人々はなぜ、このような致命的な計算違いをしてしまったのか? それは、人々が歴史を通じて計算違いをしてきたのと同じ理由からだ。人々は、自らの決定がもたらす結果の全貌を捉え切れないのだ。種を地面にばらまく代わりに、畑を掘り返すといった、少しばかり追加の仕事をすることに決める度に、人々は、「たしかに仕事はきつくなるだろう。だが、たっぷり収穫があるはずだ! 不作の年のことを、もう心配しなくて済む。子供たちが腹を空かせたまま眠りに就くようなことは、金輪際なくなる」と考えた。それは道理に適っていた。前より一生懸命働けば、前より良い暮らしができる。それが彼らの胸算用だった。

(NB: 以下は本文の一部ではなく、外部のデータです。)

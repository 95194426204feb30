//! Job instance and execution models.
//!
//! `JobInstance` and `JobExecutionRecord` are the persisted views returned by the
//! persistence service. `RuntimeJobExecution` is the live, in-memory execution the
//! kernel owns for as long as a work unit runs.

use crate::constants::{BatchStatus, InstanceState};
use chrono::{DateTime, Utc};
use parking_lot::RwLock;
use serde::{Deserialize, Serialize};
use std::collections::HashMap;

pub type JobParameters = HashMap<String, String>;

/// Persisted job instance
#[derive(Debug, Clone, PartialEq, Serialize, Deserialize)]
pub struct JobInstance {
    pub instance_id: i64,
    pub job_name: String,
    pub app_name: String,
    pub submitter: Option<String>,
    pub instance_state: InstanceState,
    pub batch_status: BatchStatus,
    pub created_at: DateTime<Utc>,
}

impl JobInstance {
    /// A stop issued against the instance before any execution started
    pub fn is_stopped(&self) -> bool {
        self.instance_state == InstanceState::Stopped || self.batch_status == BatchStatus::Stopped
    }
}

/// Persisted job execution
#[derive(Debug, Clone, PartialEq, Serialize, Deserialize)]
pub struct JobExecutionRecord {
    pub execution_id: i64,
    pub instance_id: i64,
    pub job_name: String,
    pub batch_status: BatchStatus,
    pub exit_status: Option<String>,
    pub parameters: JobParameters,
    pub server_id: Option<String>,
    pub rest_url: Option<String>,
    pub created_at: DateTime<Utc>,
}

/// Live execution of a top-level job or of a generated sub-job.
///
/// Sub-job executions share the top-level execution id of the job that spawned them.
#[derive(Debug)]
pub struct RuntimeJobExecution {
    execution_id: i64,
    top_level_execution_id: i64,
    instance_id: i64,
    job_name: String,
    correlation_id: Option<String>,
    parameters: JobParameters,
    created_at: DateTime<Utc>,
    status: RwLock<BatchStatus>,
}

impl RuntimeJobExecution {
    /// Create the execution for a top-level job
    pub fn top_level(
        execution_id: i64,
        instance_id: i64,
        job_name: impl Into<String>,
        parameters: JobParameters,
        correlation_id: Option<String>,
    ) -> Self {
        Self {
            execution_id,
            top_level_execution_id: execution_id,
            instance_id,
            job_name: job_name.into(),
            correlation_id,
            parameters,
            created_at: Utc::now(),
            status: RwLock::new(BatchStatus::Starting),
        }
    }

    /// Create the execution of a sub-job spawned by `parent`
    pub fn sub_job(parent: &RuntimeJobExecution, sub_job_name: impl Into<String>) -> Self {
        Self {
            execution_id: parent.execution_id,
            top_level_execution_id: parent.top_level_execution_id,
            instance_id: parent.instance_id,
            job_name: sub_job_name.into(),
            correlation_id: parent.correlation_id.clone(),
            parameters: parent.parameters.clone(),
            created_at: Utc::now(),
            status: RwLock::new(BatchStatus::Starting),
        }
    }

    pub fn execution_id(&self) -> i64 {
        self.execution_id
    }

    pub fn top_level_execution_id(&self) -> i64 {
        self.top_level_execution_id
    }

    pub fn instance_id(&self) -> i64 {
        self.instance_id
    }

    pub fn job_name(&self) -> &str {
        &self.job_name
    }

    pub fn correlation_id(&self) -> Option<&str> {
        self.correlation_id.as_deref()
    }

    pub fn parameters(&self) -> &JobParameters {
        &self.parameters
    }

    pub fn created_at(&self) -> DateTime<Utc> {
        self.created_at
    }

    pub fn status(&self) -> BatchStatus {
        *self.status.read()
    }

    pub fn set_status(&self, status: BatchStatus) {
        *self.status.write() = status;
    }

    /// Move from STARTING to STARTED. Returns false when a stop (or a finish)
    /// got there first.
    pub fn mark_started(&self) -> bool {
        let mut status = self.status.write();
        if *status != BatchStatus::Starting {
            return false;
        }
        *status = BatchStatus::Started;
        true
    }

    /// Move to STOPPING unless the execution already finished.
    /// Returns false when the execution was terminal (the stop is a no-op).
    pub fn mark_stopping(&self) -> bool {
        let mut status = self.status.write();
        if status.is_terminal() {
            return false;
        }
        *status = BatchStatus::Stopping;
        true
    }

    /// Record the final status reported by the runner. A stop request that
    /// raced with a normal completion keeps the runner's status; a runner that
    /// reports a non-terminal status after a stop request is recorded as STOPPED.
    pub fn finish(&self, reported: BatchStatus) -> BatchStatus {
        let mut status = self.status.write();
        let final_status = if reported.is_terminal() {
            reported
        } else if *status == BatchStatus::Stopping {
            BatchStatus::Stopped
        } else {
            BatchStatus::Completed
        };
        *status = final_status;
        final_status
    }
}
//! Parsed include/exclude/limit configuration for one failure policy.

use crate::error::KernelResult;
use crate::models::{parse_limit, Chunk, ExceptionClassFilter};
use serde::{Deserialize, Serialize};

/// Include set, exclude set and optional limit, parsed once from a chunk definition.
///
/// `limit: None` means unbounded.
#[derive(Debug, Clone, Default, PartialEq, Eq, Serialize, Deserialize)]
pub struct ExceptionPolicyConfig {
    include: Vec<String>,
    exclude: Vec<String>,
    limit: Option<u64>,
}

impl ExceptionPolicyConfig {
    pub fn new(include: Vec<String>, exclude: Vec<String>, limit: Option<u64>) -> Self {
        Self {
            include,
            exclude,
            limit,
        }
    }

    /// Config from an optional filter element and a raw limit attribute
    pub fn from_filter(
        filter: Option<&ExceptionClassFilter>,
        limit_attribute: &str,
        raw_limit: Option<&str>,
    ) -> KernelResult<Self> {
        let limit = parse_limit(limit_attribute, raw_limit)?;
        let (include, exclude) = filter
            .map(|f| (f.include.clone(), f.exclude.clone()))
            .unwrap_or_default();
        Ok(Self::new(include, exclude, limit))
    }

    /// `retryable-exception-classes` with `retry-limit`
    pub fn retry_from_chunk(chunk: &Chunk) -> KernelResult<Self> {
        Self::from_filter(
            chunk.retryable_exception_classes.as_ref(),
            "retry-limit",
            chunk.retry_limit(),
        )
    }

    /// `skippable-exception-classes` with `skip-limit`
    pub fn skip_from_chunk(chunk: &Chunk) -> KernelResult<Self> {
        Self::from_filter(
            chunk.skippable_exception_classes.as_ref(),
            "skip-limit",
            chunk.skip_limit(),
        )
    }

    /// `no-rollback-exception-classes`; never limited
    pub fn no_rollback_from_chunk(chunk: &Chunk) -> Self {
        let (include, exclude) = chunk
            .no_rollback_exception_classes
            .as_ref()
            .map(|f| (f.include.clone(), f.exclude.clone()))
            .unwrap_or_default();
        Self::new(include, exclude, None)
    }

    pub fn include(&self) -> &[String] {
        &self.include
    }

    pub fn exclude(&self) -> &[String] {
        &self.exclude
    }

    pub fn limit(&self) -> Option<u64> {
        self.limit
    }

    pub fn is_unlimited(&self) -> bool {
        self.limit.is_none()
    }

    /// Limit reached once `count >= limit`; an unbounded limit is never reached
    pub fn is_limit_reached(&self, count: u64) -> bool {
        self.limit.is_some_and(|limit| count >= limit)
    }
}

そのもくろみの前半は順調にいった。人々は実際、以前より一生懸命働いた。だが、彼らは子供の数が増えることを予想していなかった。子供が増えれば、余剰の小麦はより多くの子供が分け合わなければならなくなる。また、初期の農耕民は、子供に前より多くお粥を食べさせ、母乳を減らせば、彼らの免疫系が弱まることも、永続的な定住地が感染症の温床と化すだろうことも理解していなかった。単一の食糧源への依存を強めれば、じつは旱魃の害にますます自分をさらすことになるのを予見できなかった。また、豊作の年に穀倉が膨れ上がれば、盗賊や敵がそれに誘われて襲ってきかねないので、城壁の建設と見張り番を始めざるをえなくなることも、農耕民たちは見越せなかった。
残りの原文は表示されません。